Die Geschichte der Wirbelsäulenleiden reicht bis ins alte Ägypten. Hippokrates (460-377 v. Chr.) unterschied bereits Wirbelbrüche mit und ohne Lähmungserscheinungen oder zwischen Buckelbildungen durch Unfall und solchen als Folge von Erkrankungen und Alter. Der erste Meilenstein zur differenzierten Diagnose von Wirbelsäulenerkrankungen war die Röntgentechnik. 1914 entstand die erste Röntgenaufnahme der Wirbelsäule und seit 1925 konnten die ersten wirklich brauchbaren seitlichen Aufnahmen erstellt werden. Über 2.000 Jahre lang wurde die Behandlung der Wirbelsäule, insbesondere der Brüche, von Hippokrates (4. Jh. v. Chr. bis 17. Jh. n. Chr.) geprägt. So kam für Brüche ohne Lähmungserscheinungen eine Streck- und Einrenkbehandlung zur Anwendung, die im Laufe der vielen Jahre immer wieder aufgegriffen und auch bildlich festgehalten wurde.

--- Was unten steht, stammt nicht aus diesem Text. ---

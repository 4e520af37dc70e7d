use std::fmt::Debug;

use async_trait::async_trait;

use modelfleet_core::{DeploymentStatus, JobStatus};

use crate::models::{Deployment, EdgeTarget, ModelVersion, TrainingJob};

pub mod memory;
pub mod relational;

pub trait PersistableModel: Clone + Debug + Send + Sync {
    fn get_id(&self) -> String;
    fn get_sequence(&self) -> i64;
    fn set_sequence(&mut self, sequence: i64);
}

#[async_trait]
pub trait Persistence<Model>: Debug + Send + Sync {
    async fn create(&self, model: &Model) -> anyhow::Result<String>;

    // compare-and-swap on (id, sequence): 0 rows affected means the caller
    // lost the race and must re-read before re-applying its transition
    async fn update(&self, model: &Model) -> anyhow::Result<u64>;

    async fn get_by_id(&self, id: &str) -> anyhow::Result<Option<Model>>;
    async fn list(&self) -> anyhow::Result<Vec<Model>>;
}

#[async_trait]
pub trait TrainingJobPersistence: Persistence<TrainingJob> {
    async fn get_by_organization_id(
        &self,
        organization_id: &str,
    ) -> anyhow::Result<Vec<TrainingJob>>;
    async fn get_by_status(&self, status: JobStatus) -> anyhow::Result<Vec<TrainingJob>>;
}

#[async_trait]
pub trait ModelVersionPersistence: Persistence<ModelVersion> {
    async fn get_by_module(&self, ai_module: &str) -> anyhow::Result<Vec<ModelVersion>>;
    async fn get_by_module_and_version(
        &self,
        ai_module: &str,
        version: &str,
    ) -> anyhow::Result<Option<ModelVersion>>;
}

#[async_trait]
pub trait DeploymentPersistence: Persistence<Deployment> {
    async fn get_by_model_version_id(
        &self,
        model_version_id: &str,
    ) -> anyhow::Result<Vec<Deployment>>;
    async fn get_by_target_id(&self, target_id: &str) -> anyhow::Result<Vec<Deployment>>;
    async fn get_by_status(&self, status: DeploymentStatus) -> anyhow::Result<Vec<Deployment>>;
    async fn get_active_by_version_and_target(
        &self,
        model_version_id: &str,
        target_id: &str,
    ) -> anyhow::Result<Option<Deployment>>;
}

#[async_trait]
pub trait EdgeTargetPersistence: Persistence<EdgeTarget> {
    // registry sync surface: the roster is replaced wholesale, not CAS-updated
    async fn upsert(&self, target: &EdgeTarget) -> anyhow::Result<u64>;
    async fn get_matching_module(&self, ai_module: &str) -> anyhow::Result<Vec<EdgeTarget>>;
}
use chrono::{DateTime, Utc};

use modelfleet_core::EdgeTargetMessage;

use crate::persistence::PersistableModel;

#[derive(Clone, Debug, PartialEq)]
pub struct EdgeTarget {
    pub id: String,
    pub name: String,
    pub labels: Vec<String>,
    pub edge_version: Option<String>,

    pub created_at: DateTime<Utc>,

    pub sequence: i64,
}

impl EdgeTarget {
    pub fn supports_module(&self, ai_module: &str) -> bool {
        let label = EdgeTargetMessage::module_label(ai_module);
        self.labels.iter().any(|candidate| candidate == &label)
    }
}

impl PersistableModel for EdgeTarget {
    fn get_id(&self) -> String {
        self.id.clone()
    }

    fn get_sequence(&self) -> i64 {
        self.sequence
    }

    fn set_sequence(&mut self, sequence: i64) {
        self.sequence = sequence;
    }
}

impl From<EdgeTarget> for EdgeTargetMessage {
    fn from(target: EdgeTarget) -> Self {
        Self {
            id: target.id,
            name: target.name,
            labels: target.labels,
            edge_version: target.edge_version,
            created_at: target.created_at,
            sequence: target.sequence,
        }
    }
}

impl From<EdgeTargetMessage> for EdgeTarget {
    fn from(message: EdgeTargetMessage) -> Self {
        Self {
            id: message.id,
            name: message.name,
            labels: message.labels,
            edge_version: message.edge_version,
            created_at: message.created_at,
            sequence: message.sequence,
        }
    }
}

Abb. 1 Apollonius von Kitium (1. Jh. v. Chr.) beschreibt die „Einrichtung der Wirbel, die geschieht durch die Ferse des Arztes und durch die Winden“. (Appolonius von Kitium: Peri Arthron; Übersetzung von Niketas von Cypern um 950 n. Chr., Tafel 18, Plut. 74.7, c. 203 v., 37x27 cm, Bibliotheca Laurentiana Florenz). Die Beschreibung geht auf die Lehre des Hippokrates zurück.